PostPosted: Sun Jan 13, 2008 7:26 pm    Post subject: Sleepless at Midnight Reply with quote

I liked "Sleepless at Midnight," but I could have liked it a lot more if it had been edited down and if some of the unbelievable plot contrivances had been eliminated. I liked Matthew and Sarah, the h&h. Seeing him come to recognize, esteem, and then to love Sarah's wonderful qualities was great fun. In turn, her not being able to believe that he finds her beautiful and is attracted to her is totally believable, and D'Alessandrio did not have her disbelief last too long. As sometimes happens in real life, somehow, when one person finds another attractive, other people do too, and it was charming that other men began to notice Sarah. Although she is not your typical Regency or Victorian miss, her uniqueness is not "she is really a 21st century woman, dressed in long gowns" variety. However. . .
SPOILERS

Basically, Matthew has been digging holes in his estate at night, secretly, because on his deathbed, Matthew's father told him that he had buried money he had won gambling. Why a nobleman would not have overseen the excavation of his gardens is beyond me. Surely, he could come up with an excuse, if he really felt that he needed to explain to his help--an assumption I find mildly ridiculous, but not as ridiculous as a man digging random holes at night for over a year. I became bored with Matthew and Sarah's attempts to track down the father's vague clues, and frankly, my dear, I didn't give a damn.

But what really irritated me was Matthew's vow to his father that he would marry within a year, causing him to race before the deadline to find the money so he won't have to marry an heiress. I, like most people, admire people who fulfill their promises, but Matthew did not appear honorable, he just appeared stupid. It took him FOREVER to decide to marry Sarah, in spite of her not having money.

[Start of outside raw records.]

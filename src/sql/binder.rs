//! Column-reference binding against a catalog.
//!
//! The binder checks that every column a statement names resolves to one
//! of the sources in scope: the FROM and JOIN sources of the enclosing
//! SELECT block, then those of outer blocks for correlated subqueries. It
//! also catches ALTER TABLE constraint additions that collide with each
//! other or with the bound model.
//!
//! Views and derived tables without a nameable select list are opaque and
//! accept any column.

use std::collections::BTreeSet;

use super::ddl::AlterAction;
use super::dml::InsertSource;
use super::expr::Expr;
use super::query::{QueryExpr, Select, TableSource};
use super::statement::Statement;
use crate::error::{Error, Result};
use crate::model::{Catalog, Constraint, ForeignKey, IndexTarget, TableRef, ViewDefinition};

/// Check `statement` against `catalog`.
pub fn bind(statement: &Statement, catalog: &Catalog) -> Result<()> {
    Binder::new(catalog, statement.kind()).statement(statement)
}

#[derive(Debug)]
struct Source {
    name: String,
    /// `None` when the columns are unknown.
    columns: Option<Vec<String>>,
}

impl Source {
    fn has(&self, column: &str) -> bool {
        self.columns
            .as_ref()
            .map_or(true, |cols| cols.iter().any(|c| c == column))
    }
}

struct Binder<'a> {
    catalog: &'a Catalog,
    statement: &'static str,
    scopes: Vec<Vec<Source>>,
}
//! Database drivers a connection setting can name.

use super::settings::SettingsError;
use crate::sql::dialect::Dialect;

/// Supported database drivers.
#[derive(Debug, Clone, Copy, PartialEq, Eq)]
pub enum Driver {
    /// SQLite (file or in-memory)
    Sqlite,
    /// PostgreSQL
    Postgres,
    /// Microsoft SQL Server
    SqlServer,
    /// MySQL / MariaDB
    MySql,
}

impl Driver {
    /// Parse driver from string.
    #[allow(clippy::should_implement_trait)]
    pub fn from_str(s: &str) -> Result<Self, SettingsError> {
        match s.to_lowercase().as_str() {
            "sqlite" | "sqlite3" => Ok(Driver::Sqlite),
            "postgres" | "postgresql" | "pg" => Ok(Driver::Postgres),
            "mssql" | "sqlserver" | "sql_server" => Ok(Driver::SqlServer),
            "mysql" | "mariadb" => Ok(Driver::MySql),
            other => Err(SettingsError::UnsupportedDriver(other.to_string())),
        }
    }

    pub fn as_str(&self) -> &'static str {
        match self {
            Driver::Sqlite => "sqlite",
            Driver::Postgres => "postgres",
            Driver::SqlServer => "mssql",
            Driver::MySql => "mysql",
        }
    }

    /// Dialect the compiler should target for this driver.
    pub fn dialect(&self) -> Dialect {
        match self {
            Driver::Sqlite => Dialect::Sqlite,
            Driver::Postgres => Dialect::Postgres,
            Driver::SqlServer => Dialect::SqlServer,
            Driver::MySql => Dialect::MySql,
        }
    }

    /// Schema unqualified names resolve to.
    pub fn default_schema(&self) -> &'static str {
        match self {
            Driver::Sqlite => "main",
            Driver::Postgres => "public",
            Driver::SqlServer => "dbo",
            Driver::MySql => "",
        }
    }

    /// Get the default port for this driver.
    pub fn default_port(&self) -> u16 {
        match self {
            Driver::Sqlite => 0, // Not applicable
            Driver::Postgres => 5432,
            Driver::SqlServer => 1433,
            Driver::MySql => 3306,
        }
    }
}

#[cfg(test)]
mod tests {
    use super::*;

    #[test]
    fn test_driver_from_str() {
        assert_eq!(Driver::from_str("SQLite").unwrap(), Driver::Sqlite);
        assert_eq!(Driver::from_str("postgresql").unwrap(), Driver::Postgres);
        assert_eq!(Driver::from_str("sqlserver").unwrap(), Driver::SqlServer);
        assert_eq!(Driver::from_str("mariadb").unwrap(), Driver::MySql);
        assert!(Driver::from_str("oracle").is_err());
    }

    #[test]
    fn test_driver_dialect() {
        assert_eq!(Driver::SqlServer.dialect(), Dialect::SqlServer);
        assert_eq!(Driver::Sqlite.default_schema(), "main");
        assert_eq!(Driver::Postgres.default_port(), 5432);
    }
}
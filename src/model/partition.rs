use crate::sql::expr::Literal;
use crate::sql::types::ValueType;

/// Which partition a boundary value itself belongs to.
#[derive(Debug, Clone, Copy, PartialEq, Eq, Default)]
pub enum BoundarySide {
    #[default]
    Left,
    Right,
}

/// Maps values of one type onto numbered partitions.
#[derive(Debug, Clone, PartialEq)]
pub struct PartitionFunction {
    pub name: String,
    pub input_type: ValueType,
    pub boundaries: Vec<Literal>,
    pub boundary_side: BoundarySide,
}

impl PartitionFunction {
    pub fn new(
        name: impl Into<String>,
        input_type: ValueType,
        boundaries: Vec<Literal>,
        boundary_side: BoundarySide,
    ) -> Self {
        Self {
            name: name.into(),
            input_type,
            boundaries,
            boundary_side,
        }
    }
}

/// Places the partitions of a function onto filegroups, in order.
#[derive(Debug, Clone, PartialEq)]
pub struct PartitionSchema {
    pub name: String,
    pub function: String,
    pub filegroups: Vec<String>,
}

impl PartitionSchema {
    pub fn new(name: impl Into<String>, function: impl Into<String>, filegroups: &[&str]) -> Self {
        Self {
            name: name.into(),
            function: function.into(),
            filegroups: filegroups.iter().map(|f| f.to_string()).collect(),
        }
    }
}

#[derive(Debug, Clone, PartialEq, Eq)]
pub enum PartitionMethod {
    Hash { partitions: u32 },
    /// Values listed by the named partition schema's function.
    List { schema: String },
    /// Ranges bounded by the named partition schema's function.
    Range { schema: String },
}

/// How a table is partitioned.
#[derive(Debug, Clone, PartialEq, Eq)]
pub struct PartitionDescriptor {
    pub column: String,
    pub method: PartitionMethod,
}

impl PartitionDescriptor {
    pub fn new(column: impl Into<String>, method: PartitionMethod) -> Self {
        Self {
            column: column.into(),
            method,
        }
    }

    /// Partition schema this descriptor depends on, if any.
    pub fn partition_schema(&self) -> Option<&str> {
        match &self.method {
            PartitionMethod::Hash { .. } => None,
            PartitionMethod::List { schema } | PartitionMethod::Range { schema } => Some(schema),
        }
    }
}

The only quibble I have with Sarah is that she and the other members of her book club decide to make a stuffed "ideal" man from the clothing they borrow from the rooms of the gentleman at the party. This sets up Sarah seeing Matthew bathing, the beginning of her attraction to him. D'Alessandro should have come up with a more believable device; after all, why would GROWN WOMEN want to stuff an "ideal" man? Later, Matthew, seeing the puppet, assumes he is real. Thankfully, that lasts only a short time.

I don't know why D'Allessandro felt it necessary to include these plot items, but maybe for their humor (which doesn't work, IMO). It's also possible that she thought they provided the necessary tension to the book, but they didn't. In a romance, there must be a believable impediment to prevent the marriage, and with two such decent, adult characters, that's difficult to manage. The niceness of both kept me reading, but there was little suspense or tension in "Sleepless at Midnight."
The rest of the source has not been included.